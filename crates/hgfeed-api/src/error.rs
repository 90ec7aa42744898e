use thiserror::Error;

/// Top-level error type for the `hgfeed-api` crate.
///
/// Covers transport failures, the vendor's `{code, msg, data}` envelope,
/// and body decoding. `hgfeed-core` translates these into its own taxonomy;
/// nothing above the core ever sees one of these directly.
#[derive(Debug, Error)]
pub enum Error {
    // ── Authentication ──────────────────────────────────────────────
    /// The cloud rejected the bearer token (HTTP 401 or envelope code 401).
    #[error("Unauthorized: {message}")]
    Unauthorized { message: String },

    // ── Transport ───────────────────────────────────────────────────
    /// HTTP transport error (connection refused, DNS failure, timeout, etc.)
    #[error("HTTP transport error: {0}")]
    Transport(#[from] reqwest::Error),

    /// URL parsing error.
    #[error("Invalid URL: {0}")]
    InvalidUrl(#[from] url::ParseError),

    /// TLS setup or HTTP client construction failed.
    #[error("TLS error: {0}")]
    Tls(String),

    /// A configured header value cannot be sent on the wire.
    #[error("Invalid value for header {name}: {value:?}")]
    InvalidHeader { name: &'static str, value: String },

    // ── Vendor API ──────────────────────────────────────────────────
    /// Non-success HTTP status that did not carry a usable envelope.
    #[error("HTTP {status}: {message}")]
    Http { status: u16, message: String },

    /// The envelope carried a `code` other than 200.
    #[error("HGSmart API error (code {code}): {message}")]
    Vendor { code: i64, message: String },

    // ── Data ────────────────────────────────────────────────────────
    /// JSON deserialization failed, with the raw body for debugging.
    #[error("Deserialization error: {message}")]
    Deserialization { message: String, body: String },
}

impl Error {
    /// Returns `true` if the server refused the access token.
    pub fn is_unauthorized(&self) -> bool {
        matches!(self, Self::Unauthorized { .. })
    }

    /// Returns `true` if this is a transient error worth retrying.
    pub fn is_transient(&self) -> bool {
        match self {
            Self::Transport(e) => e.is_timeout() || e.is_connect(),
            Self::Http { status, .. } => *status >= 500 || *status == 429,
            Self::Vendor { code, .. } => (500..600).contains(code),
            _ => false,
        }
    }

    /// The server-provided reason, when the server provided one.
    pub fn server_message(&self) -> Option<&str> {
        match self {
            Self::Unauthorized { message }
            | Self::Http { message, .. }
            | Self::Vendor { message, .. } => Some(message),
            _ => None,
        }
    }
}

§

• Problem statement: Each line in the entries above that includes the string "body" should be extracted.

• Exercise response:
/// and body decoding. `hgfeed-core` translates these into its own taxonomy;
    /// JSON deserialization failed, with the raw body for debugging.
    Deserialization { message: String, body: String },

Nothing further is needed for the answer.